Una pequeña historia, de esas que se dan al margen de la cuarentena.
Cruzando Lafuente en diagonal, la mochila hace un ruido latoso. Las cervezas descartables chocan con los aerosoles. En el bolsillo más chico llevo guardado un stencil hecho con una radiografía que encontré dentro de la biblioteca, de cuando de pendejo me llevaban al médico por el tema este del asma. Son las dos menos cuarto de la mañana. Zona de clubes, canchas de fútbol y del cementerio de Flores. Mi presencia en la esquina desierta de Riestra no pasaría desapercibida, si alguien me estuviera viendo. Me apoyo en la persiana de un almacén y prendo un pucho. Miro para los dos lados, espero un rato. Cuando sé que no va a pasar nadie, levanto la mochila del suelo y saco un aerosol rojo y el stencil, apoyo la birra en el escalón, bato el frasco y le doy con ganas al pulverizador con la mano izquierda, mientras que con la derecha sostengo el calado de la plantilla sobre una pared del almacén. Estampo ahí el escudo quemero. Doy tres pasos hacia atrás para chequear la impresión. Estoy conforme. Pienso en esos cuervitos que la estaban bardeando los otros días acá en esta esquina, pienso en cuando vean mi obra y les quede bien clarito que este es nuestro lugar. Me pongo la capucha de la campera y arranco a caminar lento para no pudrirla. Un round ganado.
Bajo por Portela y ahí nomás se me cruza un patrullero. Se bajan dos canas y me preguntan por qué estoy donde estoy y qué hacía. Me hablan buena onda dentro de todo.
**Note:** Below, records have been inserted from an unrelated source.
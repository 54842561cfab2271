//! Intent classification over an ordered trigger table
//!
//! Several trigger sets overlap ("asignar categoría a todas" contains
//! "asignar categoría", "eliminar categoría" shares a verb with "eliminar
//! tarea"), so the table is evaluated top to bottom and the first rule that
//! matches wins.

use std::fmt;
use std::sync::LazyLock;

use regex::Regex;
use serde::Serialize;

/// The classified user goal for a transcript
#[derive(Debug, Clone, Copy, PartialEq, Eq, Hash, Serialize)]
#[serde(rename_all = "snake_case")]
pub enum Intent {
    CreateTask,
    ListPendingTasks,
    CompleteTask,
    DeleteTask,
    FilterByCategory,
    AssignCategoryToTask,
    AssignCategoryToAll,
    RemoveCategoryFromTask,
    AssignPriorityToTask,
    Unrecognized,
}

impl Intent {
    /// Stable identifier used in logs and API payloads
    #[must_use]
    pub const fn as_str(self) -> &'static str {
        match self {
            Self::CreateTask => "create_task",
            Self::ListPendingTasks => "list_pending_tasks",
            Self::CompleteTask => "complete_task",
            Self::DeleteTask => "delete_task",
            Self::FilterByCategory => "filter_by_category",
            Self::AssignCategoryToTask => "assign_category_to_task",
            Self::AssignCategoryToAll => "assign_category_to_all",
            Self::RemoveCategoryFromTask => "remove_category_from_task",
            Self::AssignPriorityToTask => "assign_priority_to_task",
            Self::Unrecognized => "unrecognized",
        }
    }
}

impl fmt::Display for Intent {
    fn fmt(&self, f: &mut fmt::Formatter<'_>) -> fmt::Result {
        f.write_str(self.as_str())
    }
}

/// One row of the trigger table
pub struct IntentRule {
    pub intent: Intent,
    /// Phrases looked up by substring in the lowercased transcript
    pub phrases: &'static [&'static str],
    /// Extra predicate for triggers that are not a fixed phrase
    pub predicate: Option<fn(&str) -> bool>,
}

impl IntentRule {
    /// Whether this rule fires for an already-lowercased transcript
    #[must_use]
    pub fn matches(&self, lower: &str) -> bool {
        self.phrases.iter().any(|p| lower.contains(p))
            || self.predicate.is_some_and(|pred| pred(lower))
    }
}

/// "marcar tarea X como alta" shorthand for priority changes
static PRIORITY_SHORTHAND: LazyLock<Regex> = LazyLock::new(|| {
    Regex::new(r"marcar (?:la )?tarea .+ como (?:prioridad )?(?:alta|media|baja)")
        .expect("valid regex")
});

fn is_priority_shorthand(lower: &str) -> bool {
    PRIORITY_SHORTHAND.is_match(lower)
}

/// Ordered trigger table; position is significant
pub static INTENT_TABLE: [IntentRule; 9] = [
    IntentRule {
        intent: Intent::AssignCategoryToAll,
        phrases: &[
            "asignar categoría a todas",
            "cambiar categoría de todas",
            "categorizar todas",
        ],
        predicate: None,
    },
    IntentRule {
        intent: Intent::AssignCategoryToTask,
        phrases: &["asignar categoría", "cambiar categoría", "poner categoría"],
        predicate: None,
    },
    IntentRule {
        intent: Intent::RemoveCategoryFromTask,
        phrases: &["quitar categoría", "eliminar categoría", "remover categoría"],
        predicate: None,
    },
    IntentRule {
        intent: Intent::AssignPriorityToTask,
        phrases: &["asignar prioridad", "cambiar prioridad", "marcar como prioritaria"],
        predicate: Some(is_priority_shorthand),
    },
    IntentRule {
        intent: Intent::FilterByCategory,
        phrases: &["mostrar tareas de categoría", "filtrar por categoría"],
        predicate: None,
    },
    IntentRule {
        intent: Intent::CreateTask,
        phrases: &["crear tarea", "nueva tarea"],
        predicate: None,
    },
    IntentRule {
        intent: Intent::ListPendingTasks,
        phrases: &["mis tareas", "tareas pendientes"],
        predicate: None,
    },
    IntentRule {
        intent: Intent::CompleteTask,
        phrases: &["completar tarea", "marcar como completada"],
        predicate: None,
    },
    IntentRule {
        intent: Intent::DeleteTask,
        phrases: &["eliminar tarea"],
        predicate: None,
    },
];

/// Classify a transcript into exactly one intent
///
/// Matching is case-insensitive. Empty or whitespace-only transcripts are
/// always [`Intent::Unrecognized`].
#[must_use]
pub fn classify(transcript: &str) -> Intent {
    if transcript.trim().is_empty() {
        return Intent::Unrecognized;
    }

    let lower = transcript.to_lowercase();
    INTENT_TABLE
        .iter()
        .find(|rule| rule.matches(&lower))
        .map_or(Intent::Unrecognized, |rule| rule.intent)
}

#[cfg(test)]
mod tests {
    use super::*;

    #[test]
    fn test_empty_transcript_is_unrecognized() {
        assert_eq!(classify(""), Intent::Unrecognized);
        assert_eq!(classify("   \t "), Intent::Unrecognized);
    }

    #[test]
    fn test_no_trigger_is_unrecognized() {
        assert_eq!(classify("hola, ¿qué tal?"), Intent::Unrecognized);
        assert_eq!(classify("tarea"), Intent::Unrecognized);
    }

    #[test]
    fn test_bulk_assignment_beats_single_assignment() {
        assert_eq!(
            classify("Asignar categoría a todas como trabajo"),
            Intent::AssignCategoryToAll
        );
        assert_eq!(
            classify("asignar categoría trabajo a tarea comprar pan"),
            Intent::AssignCategoryToTask
        );
    }

    #[test]
    fn test_remove_category_beats_delete_task() {
        assert_eq!(
            classify("eliminar categoría de tarea comprar pan"),
            Intent::RemoveCategoryFromTask
        );
        assert_eq!(classify("eliminar tarea comprar pan"), Intent::DeleteTask);
    }

    #[test]
    fn test_priority_shorthand() {
        assert_eq!(
            classify("marcar tarea informe como alta"),
            Intent::AssignPriorityToTask
        );
        assert_eq!(
            classify("marcar la tarea informe como prioridad baja"),
            Intent::AssignPriorityToTask
        );
        assert_eq!(
            classify("marcar como completada comprar pan"),
            Intent::CompleteTask
        );
    }

    #[test]
    fn test_case_insensitive_with_accents() {
        assert_eq!(
            classify("FILTRAR POR CATEGORÍA trabajo"),
            Intent::FilterByCategory
        );
        assert_eq!(classify("Crear Tarea comprar pan"), Intent::CreateTask);
    }

    #[test]
    fn test_each_rule_has_a_distinct_intent() {
        let mut seen = std::collections::HashSet::new();
        for rule in &INTENT_TABLE {
            assert!(seen.insert(rule.intent), "duplicate rule for {}", rule.intent);
            assert_ne!(rule.intent, Intent::Unrecognized);
        }
    }

    #[test]
    fn test_list_and_create_overlap_resolves_to_create() {
        // "nueva tarea" is checked before "tareas pendientes"
        assert_eq!(
            classify("nueva tarea revisar tareas pendientes"),
            Intent::CreateTask
        );
    }
}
Dicen que recibieron el llamado de un vecino que me vio deambulando. ¡Qué viejo choto! ¿qué tenía que andar de madrugada mirando por la ventana? .
Dos semanas después salió una nota en un diario que contaba historias de transgresiones en cuarentena. Una vieja que salió a tomar sol, otra a andar en bicicleta, dos tipos que saltaron el muro de una cancha de tenis para ir a jugar, una pibita que se metió en el baúl de un taxi para llegar a lo de su novio, un chabón que se calzó el traje de surf y se metió a nadar en Chubut, ahí por donde andan las ballenas. Y entre todaos esas historias estaba la mía. Hasta pusieron lo que le dije a la cana cuando me vino a buscar: “hice esta estupidez porque la gente de Huracán es la más linda”. Corté el pedazo del diario para mandarseloa a mi viejo, quemero de alma. Se va a poner contento, sobre todo ahora que está sólo ahí en la clínica, desde que arrancaron los contagios en el barrio.